◆ **What you have to do**
Copy each line of the records below that mentions the word "derive".

Records from a data collection:
-=-=-=-=-
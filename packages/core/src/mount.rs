//! Mount, unmount, reveal, and diagnostic-retry execution.
//!
//! Every operation reports its outcome through the [`Notifier`] and returns
//! the final [`Feedback`] so callers can decide whether to re-scan. The
//! dispatcher never refreshes state itself.

use crate::disk::{DISKUTIL, DiskRecord};
use crate::error::{CommandErrorKind, classify_command_error};
use crate::executor::CommandRunner;
use crate::notify::{Feedback, Notifier};
use crate::terminal::TerminalLauncher;

/// The two diskutil verbs an action can run, with their whole-disk variants.
#[derive(Debug, Clone, Copy, PartialEq, Eq)]
enum Verb {
    Mount,
    Unmount,
}

impl Verb {
    /// The diskutil subcommand: whole disks use the `mountDisk` /
    /// `unmountDisk` variants that apply to every partition at once.
    fn subcommand(self, is_whole: bool) -> &'static str {
        match (self, is_whole) {
            (Verb::Mount, false) => "mount",
            (Verb::Mount, true) => "mountDisk",
            (Verb::Unmount, false) => "unmount",
            (Verb::Unmount, true) => "unmountDisk",
        }
    }

    fn acted(self) -> &'static str {
        match self {
            Verb::Mount => "Mounted",
            Verb::Unmount => "Unmounted",
        }
    }

    fn infinitive(self) -> &'static str {
        match self {
            Verb::Mount => "mount",
            Verb::Unmount => "unmount",
        }
    }
}

/// Mounts a record's volume (or all volumes of a whole disk).
pub async fn mount(
    record: &DiskRecord,
    runner: &dyn CommandRunner,
    notifier: &dyn Notifier,
) -> Feedback {
    run_verb(Verb::Mount, record, runner, notifier).await
}

/// Unmounts a record's volume (or all volumes of a whole disk).
pub async fn unmount(
    record: &DiskRecord,
    runner: &dyn CommandRunner,
    notifier: &dyn Notifier,
) -> Feedback {
    run_verb(Verb::Unmount, record, runner, notifier).await
}

/// Runs a mount/unmount verb with the privileged-retry fallback.
///
/// The first attempt runs unprivileged. A `kDAReturnNotPermitted` failure
/// (system and EFI partitions) is retried exactly once through the elevated
/// runner variant, after a visible "retrying" notice. Any other failure
/// surfaces directly and never touches the elevated path.
async fn run_verb(
    verb: Verb,
    record: &DiskRecord,
    runner: &dyn CommandRunner,
    notifier: &dyn Notifier,
) -> Feedback {
    let subcommand = verb.subcommand(record.is_whole);
    let args = [subcommand, record.identifier.as_str()];

    let feedback = match runner.run(DISKUTIL, &args).await {
        Ok(_) => Feedback::success(format!("{} {}", verb.acted(), record.identifier)),
        Err(error) => match classify_command_error(&error) {
            CommandErrorKind::NotPermitted => {
                tracing::info!(
                    identifier = %record.identifier,
                    verb = subcommand,
                    "not permitted, retrying with elevated privileges"
                );
                notifier.notify(Feedback::progress(format!(
                    "Retrying {} of {} with administrator privileges",
                    verb.infinitive(),
                    record.identifier
                )));
                match runner.run_elevated(DISKUTIL, &args).await {
                    Ok(_) => Feedback::success(format!("{} {}", verb.acted(), record.identifier)),
                    Err(error) => failure(verb, record, &error.to_string()),
                }
            }
            _ => failure(verb, record, &error.to_string()),
        },
    };

    notifier.notify(feedback.clone());
    feedback
}

fn failure(verb: Verb, record: &DiskRecord, message: &str) -> Feedback {
    Feedback::failure(
        format!("Failed to {} {}", verb.infinitive(), record.identifier),
        message,
    )
}

/// Opens the record's mount point in Finder.
pub async fn reveal(
    record: &DiskRecord,
    runner: &dyn CommandRunner,
    notifier: &dyn Notifier,
) -> Feedback {
    let feedback = match &record.mount_point {
        None => Feedback::failure(
            format!("Cannot reveal {}", record.identifier),
            "volume has no mount point",
        ),
        Some(mount_point) => {
            match runner
                .run("open", &[&mount_point.display().to_string()])
                .await
            {
                Ok(_) => Feedback::success(format!("Revealed {}", record.identifier)),
                Err(error) => Feedback::failure(
                    format!("Cannot reveal {}", record.identifier),
                    error.to_string(),
                ),
            }
        }
    };

    notifier.notify(feedback.clone());
    feedback
}

/// Re-runs the record's detail fetch in an interactive terminal window.
///
/// This is the diagnostic escape hatch for `Timed Out` records: the query
/// runs with no deadline and in-memory state is untouched.
pub fn retry_in_terminal(
    record: &DiskRecord,
    launcher: &dyn TerminalLauncher,
    notifier: &dyn Notifier,
) -> Feedback {
    let command = format!("{DISKUTIL} info {}", record.identifier);
    let feedback = match launcher.open_interactive(&command) {
        Ok(()) => Feedback::success(format!("Opened Terminal for {}", record.identifier)),
        Err(error) => Feedback::failure(
            format!("Cannot open Terminal for {}", record.identifier),
            error.to_string(),
        ),
    };

    notifier.notify(feedback.clone());
    feedback
}

#[cfg(test)]
mod tests {
    use std::sync::Mutex;

    use async_trait::async_trait;

    use super::*;
    use crate::error::{Error, NOT_PERMITTED_MARKER, Result};
    use crate::listing;
    use crate::notify::FeedbackStyle;

    /// Runner that refuses unprivileged calls and counts both paths.
    struct RefusingRunner {
        stderr: &'static str,
        plain_calls: Mutex<u32>,
        elevated_calls: Mutex<u32>,
    }

    impl RefusingRunner {
        fn new(stderr: &'static str) -> Self {
            Self {
                stderr,
                plain_calls: Mutex::new(0),
                elevated_calls: Mutex::new(0),
            }
        }
    }

    #[async_trait]
    impl CommandRunner for RefusingRunner {
        async fn run(&self, _program: &str, args: &[&str]) -> Result<String> {
            *self.plain_calls.lock().unwrap() += 1;
            Err(Error::CommandExit {
                command: format!("diskutil {}", args.join(" ")),
                code: 1,
                stderr: self.stderr.to_string(),
            })
        }

        async fn run_elevated(&self, _program: &str, _args: &[&str]) -> Result<String> {
            *self.elevated_calls.lock().unwrap() += 1;
            Ok(String::new())
        }
    }

    /// Notifier that records everything it is asked to show.
    #[derive(Default)]
    struct RecordingNotifier {
        shown: Mutex<Vec<Feedback>>,
    }

    impl Notifier for RecordingNotifier {
        fn notify(&self, feedback: Feedback) {
            self.shown.lock().unwrap().push(feedback);
        }
    }

    fn record(line: &str) -> DiskRecord {
        DiskRecord::from_row(listing::parse_row(line).unwrap())
    }

    fn efi_record() -> DiskRecord {
        record("   1:                        EFI EFI                     314.6 MB   disk0s1")
    }

    #[tokio::test]
    async fn test_not_permitted_triggers_single_elevated_retry() {
        let runner = RefusingRunner::new("Volume failed to mount (kDAReturnNotPermitted)");
        let notifier = RecordingNotifier::default();

        let outcome = mount(&efi_record(), &runner, &notifier).await;

        assert!(outcome.is_success());
        assert_eq!(*runner.plain_calls.lock().unwrap(), 1);
        assert_eq!(*runner.elevated_calls.lock().unwrap(), 1);

        let shown = notifier.shown.lock().unwrap();
        assert_eq!(shown.len(), 2);
        assert_eq!(shown[0].style, FeedbackStyle::Progress);
        assert!(shown[0].title.contains("administrator privileges"));
        assert_eq!(shown[1].style, FeedbackStyle::Success);
        assert!(shown[1].title.contains("disk0s1"));
    }

    #[tokio::test]
    async fn test_unrelated_failure_never_escalates() {
        let runner = RefusingRunner::new("Could not find disk: disk0s1");
        let notifier = RecordingNotifier::default();

        let outcome = unmount(&efi_record(), &runner, &notifier).await;

        assert!(!outcome.is_success());
        assert_eq!(*runner.plain_calls.lock().unwrap(), 1);
        assert_eq!(*runner.elevated_calls.lock().unwrap(), 0);

        let shown = notifier.shown.lock().unwrap();
        assert_eq!(shown.len(), 1);
        assert_eq!(shown[0].style, FeedbackStyle::Failure);
        assert!(shown[0].title.contains("disk0s1"));
        assert!(
            shown[0]
                .message
                .as_deref()
                .unwrap()
                .contains("Could not find disk")
        );
    }

    #[tokio::test]
    async fn test_whole_disk_uses_disk_verbs() {
        struct VerbCheck;

        #[async_trait]
        impl CommandRunner for VerbCheck {
            async fn run(&self, _program: &str, args: &[&str]) -> Result<String> {
                assert_eq!(args[0], "unmountDisk");
                Ok(String::new())
            }

            async fn run_elevated(&self, _program: &str, _args: &[&str]) -> Result<String> {
                unreachable!("no escalation expected")
            }
        }

        let mut whole =
            record("   0:      GUID_partition_scheme                        *500.3 GB   disk0");
        whole.is_whole = true;

        let outcome = unmount(&whole, &VerbCheck, &RecordingNotifier::default()).await;
        assert!(outcome.is_success());
    }

    #[tokio::test]
    async fn test_reveal_without_mount_point_fails_without_running() {
        struct NoRun;

        #[async_trait]
        impl CommandRunner for NoRun {
            async fn run(&self, _program: &str, _args: &[&str]) -> Result<String> {
                unreachable!("reveal must not run a command")
            }

            async fn run_elevated(&self, _program: &str, _args: &[&str]) -> Result<String> {
                unreachable!()
            }
        }

        let notifier = RecordingNotifier::default();
        let outcome = reveal(&efi_record(), &NoRun, &notifier).await;
        assert!(!outcome.is_success());
        assert_eq!(
            outcome.message.as_deref(),
            Some("volume has no mount point")
        );
    }

    #[tokio::test]
    async fn test_reveal_opens_mount_point() {
        struct OpenCheck;

        #[async_trait]
        impl CommandRunner for OpenCheck {
            async fn run(&self, program: &str, args: &[&str]) -> Result<String> {
                assert_eq!(program, "open");
                assert_eq!(args, ["/Volumes/BACKUPS"]);
                Ok(String::new())
            }

            async fn run_elevated(&self, _program: &str, _args: &[&str]) -> Result<String> {
                unreachable!()
            }
        }

        let mut mounted = efi_record();
        mounted.mount_point = Some("/Volumes/BACKUPS".into());

        let outcome = reveal(&mounted, &OpenCheck, &RecordingNotifier::default()).await;
        assert!(outcome.is_success());
    }

    #[test]
    fn test_retry_in_terminal_passes_fetch_command() {
        struct LauncherCheck {
            opened: Mutex<Vec<String>>,
        }

        impl TerminalLauncher for LauncherCheck {
            fn open_interactive(&self, command: &str) -> Result<()> {
                self.opened.lock().unwrap().push(command.to_string());
                Ok(())
            }
        }

        let launcher = LauncherCheck {
            opened: Mutex::new(Vec::new()),
        };
        let outcome = retry_in_terminal(&efi_record(), &launcher, &RecordingNotifier::default());

        assert!(outcome.is_success());
        assert_eq!(
            launcher.opened.lock().unwrap().as_slice(),
            ["diskutil info disk0s1"]
        );
    }

    #[test]
    fn test_not_permitted_marker_matches_classifier_input() {
        // The refusal text used above must carry the real marker.
        assert!("Volume failed to mount (kDAReturnNotPermitted)".contains(NOT_PERMITTED_MARKER));
    }
}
-=-=-=-=-
◆ **Your solution**
#[derive(Debug, Clone, Copy, PartialEq, Eq)]
    #[derive(Default)]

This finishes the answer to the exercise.